See also: everything else under capitalism

[-] Fontasia@feddit.nl 9 points 7 hours ago

Demand goes down over time but the board expects increasing results. It's the capitalism.

[-] OpenPassageways@lemmy.zip 18 points 14 hours ago

Strong anti-trust enforcement is the key. As long as the major cloud providers are actually competing, it shouldn't be an issue.

Price-fixers need to face real consequences, not like the slap on the wrist that they got for fixing the price of ebooks at 10$.

[-] Facebones@reddthat.com 2 points 1 hour ago

She's over reached a couple times and shot themselves in the foot, but Lina Khan is a boss.

[-] trolololol@lemmy.world 8 points 17 hours ago

In an e-mail to [Steve] Jobs, Cue attributed Random House’s capitulation in part to 'the fact that I prevented an app from Random House from going live in the app store this week.'"

Well we all knew those things happened but it's the first time I see proof.

[-] ChowJeeBai@lemmy.world 19 points 1 day ago

This is what I don't get. Progress and tech are supposed to make things cheaper and more efficient, not more expensive and resource hungry.

[-] Baggie@lemmy.zip 1 points 1 hour ago

Absolutely they do, which is why the competition could not compete. Once the whole market is dominated by a few companies, it lets them get a little more creative with how they price things, and a little lazier with their coding practices.

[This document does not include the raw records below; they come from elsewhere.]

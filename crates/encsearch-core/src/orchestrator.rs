//! Dual-backend search orchestration.
//!
//! A request resolves in one of two modes:
//!
//! - **Hybrid**: identifier-only search on the primary encrypted store,
//!   then one batch record fetch from the secondary relational store. The
//!   secondary store is never contacted when the identifier search comes
//!   back empty.
//! - **Primary-only**: one search-and-decrypt round trip against the
//!   primary store.
//!
//! The two stages of a hybrid request run strictly sequentially; the
//! secondary fetch starts only after the primary search has returned a
//! non-empty identifier list.

use std::sync::Arc;
use std::time::Instant;

use async_trait::async_trait;
use serde::Serialize;
use serde_json::Value;
use tracing::{info, warn};

use crate::error::Error;
use crate::fields::{build_query, BackendQuery};
use crate::model::{CustomerRecord, SearchRequest, SearchResponse};
use crate::model::SearchMode;
use crate::normalize::{normalize, BackendKind};

/// Primary encrypted-search store seam.
///
/// Implementations issue predicate queries built by the field mapper and
/// return plaintext-shaped results; key lifecycle is not managed here.
#[async_trait]
pub trait PrimaryStore: Send + Sync {
    /// Search for matching records, projecting only the correlation
    /// identifier. The store applies `limit` natively.
    async fn search_ids(&self, query: &BackendQuery, limit: usize) -> Result<Vec<String>, Error>;

    /// Search for matching records and return them fully decrypted.
    async fn search_records(&self, query: &BackendQuery, limit: usize)
        -> Result<Vec<Value>, Error>;

    /// Connectivity probe.
    async fn ping(&self) -> Result<(), Error>;

    /// Total number of stored records.
    async fn count(&self) -> Result<u64, Error>;
}

/// Secondary relational store seam.
#[async_trait]
pub trait SecondaryStore: Send + Sync {
    /// Batch-fetch full records for an identifier list in a single query.
    ///
    /// Implementations must roll back any transactional state on failure;
    /// a partial fetch is never surfaced as success.
    async fn fetch_by_ids(&self, ids: &[String]) -> Result<Vec<Value>, Error>;

    /// Connectivity probe.
    async fn ping(&self) -> Result<(), Error>;
}

/// Backend connectivity snapshot for the health endpoint.
#[derive(Debug, Clone, Serialize)]
pub struct HealthStatus {
    pub primary_connected: bool,
    pub secondary_connected: bool,
    /// Record count in the primary store, when reachable.
    pub primary_records: u64,
}

impl HealthStatus {
    pub fn is_healthy(&self) -> bool {
        self.primary_connected && self.secondary_connected
    }
}

/// Executes search requests against an explicitly injected store bundle.
#[derive(Clone)]
pub struct SearchService {
    primary: Arc<dyn PrimaryStore>,
    secondary: Arc<dyn SecondaryStore>,
}

impl SearchService {
    pub fn new(primary: Arc<dyn PrimaryStore>, secondary: Arc<dyn SecondaryStore>) -> Self {
        Self { primary, secondary }
    }

    /// Execute one search request end to end: build the backend query,
    /// dispatch per mode, normalize, and attach the timing breakdown.
    pub async fn execute(&self, request: &SearchRequest) -> Result<SearchResponse, Error> {
        let started = Instant::now();
        let query = build_query(request.field, request.operator, &request.value)?;
        let limit = request.effective_limit();

        info!(
            field = %request.field,
            operator = %request.operator,
            mode = %request.mode,
            limit,
            "executing search"
        );

        match request.mode {
            SearchMode::PrimaryOnly => self.execute_primary_only(request, &query, limit, started).await,
            SearchMode::Hybrid => self.execute_hybrid(request, &query, limit, started).await,
        }
    }

    async fn execute_primary_only(
        &self,
        request: &SearchRequest,
        query: &BackendQuery,
        limit: usize,
        started: Instant,
    ) -> Result<SearchResponse, Error> {
        let search_started = Instant::now();
        let raw = self.primary.search_records(query, limit).await?;
        let search_ms = elapsed_ms(search_started);

        let mut records = normalize_all(&raw, BackendKind::Document);
        records.truncate(limit);

        info!(
            results = records.len(),
            search_ms, "primary-only search complete"
        );
        Ok(SearchResponse::wrap(
            records,
            request.mode,
            search_ms,
            0.0,
            elapsed_ms(started),
        ))
    }

    async fn execute_hybrid(
        &self,
        request: &SearchRequest,
        query: &BackendQuery,
        limit: usize,
        started: Instant,
    ) -> Result<SearchResponse, Error> {
        let search_started = Instant::now();
        let ids = self.primary.search_ids(query, limit).await?;
        let search_ms = elapsed_ms(search_started);

        // Short-circuit: no identifiers, no secondary round trip.
        if ids.is_empty() {
            info!(search_ms, "identifier search returned nothing");
            return Ok(SearchResponse::wrap(
                vec![],
                request.mode,
                search_ms,
                0.0,
                elapsed_ms(started),
            ));
        }

        let fetch_started = Instant::now();
        let raw = self
            .secondary
            .fetch_by_ids(&ids)
            .await
            .map_err(|e| Error::PartialFetch(e.to_string()))?;
        let fetch_ms = elapsed_ms(fetch_started);

        let mut records = normalize_all(&raw, BackendKind::Relational);
        records.truncate(limit);

        info!(
            ids = ids.len(),
            results = records.len(),
            search_ms,
            fetch_ms,
            "hybrid search complete"
        );
        Ok(SearchResponse::wrap(
            records,
            request.mode,
            search_ms,
            fetch_ms,
            elapsed_ms(started),
        ))
    }

    /// Fetch one record by its correlation identifier, straight from the
    /// secondary store.
    pub async fn get_customer(&self, customer_id: &str) -> Result<CustomerRecord, Error> {
        let ids = [customer_id.to_string()];
        let raw = self.secondary.fetch_by_ids(&ids).await?;
        raw.first()
            .and_then(|value| normalize(value, BackendKind::Relational).ok())
            .ok_or(Error::NotFound)
    }

    /// Probe both stores.
    pub async fn health(&self) -> HealthStatus {
        let primary_connected = self.primary.ping().await.is_ok();
        let secondary_connected = self.secondary.ping().await.is_ok();
        let primary_records = if primary_connected {
            self.primary.count().await.unwrap_or(0)
        } else {
            0
        };

        HealthStatus {
            primary_connected,
            secondary_connected,
            primary_records,
        }
    }
}

fn normalize_all(raw: &[Value], kind: BackendKind) -> Vec<CustomerRecord> {
    raw.iter()
        .filter_map(|value| match normalize(value, kind) {
            Ok(record) => Some(record),
            Err(err) => {
                warn!(%err, "skipping malformed record");
                None
            }
        })
        .collect()
}

fn elapsed_ms(since: Instant) -> f64 {
    since.elapsed().as_secs_f64() * 1000.0
}

#[cfg(test)]
mod tests {
    use super::*;
    use crate::model::{SearchField, SearchOperator};
    use serde_json::json;
    use std::sync::atomic::{AtomicUsize, Ordering};

    fn doc(id: &str) -> Value {
        json!({
            "record_id": id,
            "searchable_name": "Test User",
            "searchable_email": "test@example.com",
            "searchable_phone": "+1-555-0101",
            "address": {"street": "1 Main St", "city": "X", "state": "Y", "zip_code": "0"},
            "preferences": {"k": "v"},
            "metadata": {"tier": "gold", "loyalty_points": 1, "last_purchase_date": "2026-01-01", "lifetime_value": 1.0}
        })
    }

    fn row(id: &str) -> Value {
        json!({
            "customer_id": id,
            "full_name": "Test User",
            "email": "test@example.com",
            "phone": "+1-555-0101",
            "address": {"street": "1 Main St", "city": "X", "state": "Y", "zip_code": "0"},
            "preferences": {"k": "v"},
            "tier": "gold",
            "loyalty_points": 1,
            "last_purchase_date": "2026-01-01",
            "lifetime_value": 1.0
        })
    }

    #[derive(Default)]
    struct MockPrimary {
        ids: Vec<String>,
        searches: AtomicUsize,
        fail: bool,
    }

    #[async_trait]
    impl PrimaryStore for MockPrimary {
        async fn search_ids(
            &self,
            _query: &BackendQuery,
            limit: usize,
        ) -> Result<Vec<String>, Error> {
            self.searches.fetch_add(1, Ordering::SeqCst);
            if self.fail {
                return Err(Error::Primary("boom".into()));
            }
            Ok(self.ids.iter().take(limit).cloned().collect())
        }

        async fn search_records(
            &self,
            _query: &BackendQuery,
            limit: usize,
        ) -> Result<Vec<Value>, Error> {
            self.searches.fetch_add(1, Ordering::SeqCst);
            if self.fail {
                return Err(Error::Primary("boom".into()));
            }
            Ok(self.ids.iter().take(limit).map(|id| doc(id)).collect())
        }

        async fn ping(&self) -> Result<(), Error> {
            Ok(())
        }

        async fn count(&self) -> Result<u64, Error> {
            Ok(self.ids.len() as u64)
        }
    }

    #[derive(Default)]
    struct MockSecondary {
        fetches: AtomicUsize,
        fail: bool,
        empty: bool,
    }

    #[async_trait]
    impl SecondaryStore for MockSecondary {
        async fn fetch_by_ids(&self, ids: &[String]) -> Result<Vec<Value>, Error> {
            self.fetches.fetch_add(1, Ordering::SeqCst);
            if self.fail {
                return Err(Error::Secondary("db down".into()));
            }
            if self.empty {
                return Ok(vec![]);
            }
            Ok(ids.iter().map(|id| row(id)).collect())
        }

        async fn ping(&self) -> Result<(), Error> {
            Ok(())
        }
    }

    fn service(primary: MockPrimary, secondary: MockSecondary) -> (SearchService, Arc<MockPrimary>, Arc<MockSecondary>) {
        let primary = Arc::new(primary);
        let secondary = Arc::new(secondary);
        (
            SearchService::new(primary.clone(), secondary.clone()),
            primary,
            secondary,
        )
    }

    fn phone_request(mode: SearchMode) -> SearchRequest {
        SearchRequest::new(SearchField::Phone, SearchOperator::Equality, "+1-555-0101", mode)
    }

    #[tokio::test]
    async fn hybrid_correlates_ids_between_stores() {
        let (svc, _, secondary) = service(
            MockPrimary {
                ids: vec!["a".into(), "b".into()],
                ..Default::default()
            },
            MockSecondary::default(),
        );

        let response = svc.execute(&phone_request(SearchMode::Hybrid)).await.unwrap();
        assert_eq!(response.metrics.results_count, 2);
        let returned: Vec<_> = response.data.iter().map(|r| r.customer_id.as_str()).collect();
        assert_eq!(returned, vec!["a", "b"]);
        assert_eq!(secondary.fetches.load(Ordering::SeqCst), 1);
        assert!(response.metrics.secondary_fetch_ms >= 0.0);
    }

    #[tokio::test]
    async fn empty_identifier_search_short_circuits() {
        let (svc, _, secondary) = service(MockPrimary::default(), MockSecondary::default());

        let response = svc.execute(&phone_request(SearchMode::Hybrid)).await.unwrap();
        assert!(response.success);
        assert_eq!(response.metrics.results_count, 0);
        assert_eq!(response.metrics.secondary_fetch_ms, 0.0);
        assert_eq!(secondary.fetches.load(Ordering::SeqCst), 0);
    }

    #[tokio::test]
    async fn primary_only_never_touches_secondary() {
        let (svc, _, secondary) = service(
            MockPrimary {
                ids: vec!["a".into()],
                ..Default::default()
            },
            MockSecondary::default(),
        );

        let response = svc
            .execute(&phone_request(SearchMode::PrimaryOnly))
            .await
            .unwrap();
        assert_eq!(response.metrics.results_count, 1);
        assert_eq!(response.metrics.secondary_fetch_ms, 0.0);
        assert_eq!(secondary.fetches.load(Ordering::SeqCst), 0);
    }

    #[tokio::test]
    async fn limit_is_never_exceeded() {
        let ids: Vec<String> = (0..20).map(|i| format!("id-{i}")).collect();
        let (svc, _, _) = service(
            MockPrimary {
                ids,
                ..Default::default()
            },
            MockSecondary::default(),
        );

        let request = phone_request(SearchMode::Hybrid).with_limit(5);
        let response = svc.execute(&request).await.unwrap();
        assert_eq!(response.metrics.results_count, 5);
    }

    #[tokio::test]
    async fn secondary_failure_after_ids_is_fatal() {
        let (svc, _, _) = service(
            MockPrimary {
                ids: vec!["a".into()],
                ..Default::default()
            },
            MockSecondary {
                fail: true,
                ..Default::default()
            },
        );

        let err = svc.execute(&phone_request(SearchMode::Hybrid)).await.unwrap_err();
        assert!(matches!(err, Error::PartialFetch(_)));
    }

    #[tokio::test]
    async fn primary_failure_is_fatal() {
        let (svc, _, secondary) = service(
            MockPrimary {
                fail: true,
                ..Default::default()
            },
            MockSecondary::default(),
        );

        let err = svc.execute(&phone_request(SearchMode::Hybrid)).await.unwrap_err();
        assert!(matches!(err, Error::Primary(_)));
        assert_eq!(secondary.fetches.load(Ordering::SeqCst), 0);
    }

    #[tokio::test]
    async fn configuration_error_rejected_before_any_backend_call() {
        let (svc, primary, secondary) = service(MockPrimary::default(), MockSecondary::default());

        let request = SearchRequest::new(
            SearchField::Phone,
            SearchOperator::Substring,
            "55",
            SearchMode::Hybrid,
        );
        let err = svc.execute(&request).await.unwrap_err();
        assert!(err.is_configuration());
        assert_eq!(primary.searches.load(Ordering::SeqCst), 0);
        assert_eq!(secondary.fetches.load(Ordering::SeqCst), 0);
    }

    #[tokio::test]
    async fn get_customer_fetches_by_identifier() {
        let (svc, _, _) = service(MockPrimary::default(), MockSecondary::default());

        let record = svc.get_customer("a").await.unwrap();
        assert_eq!(record.customer_id, "a");
    }

    #[tokio::test]
    async fn get_customer_maps_missing_row_to_not_found() {
        let (svc, _, _) = service(
            MockPrimary::default(),
            MockSecondary {
                empty: true,
                ..Default::default()
            },
        );

        let err = svc.get_customer("missing").await.unwrap_err();
        assert!(matches!(err, Error::NotFound));
    }
}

[-] wdx@feddit.org 2 points 12 hours ago* (last edited 12 hours ago)

The rebound effect summarised

[-] Anticorp@lemmy.world 66 points 1 day ago* (last edited 1 day ago)

eBooks and digital rentals should cost a fraction of their physical counterparts, but instead they cost more because of ~~greed~~ convenience.

[-] Michal@programming.dev 3 points 16 hours ago

Ebooks are less convenient because once you buy and read it you're stuck with it and can't resell.

Books can be had second hand for dirt cheap, too. For ebook you're paying full price.

[-] Anticorp@lemmy.world 4 points 12 hours ago

True, but I can't get a paperback at midnight, while laying in bed, and have it in my hands 10 seconds later.

The expensive part of making books is not the paper. My wife is an independent author and between editing, typesetting, cover design, etc. she spent about $1500 to publish each of her books.

While she could price her books at $1, that would present her with a few problems.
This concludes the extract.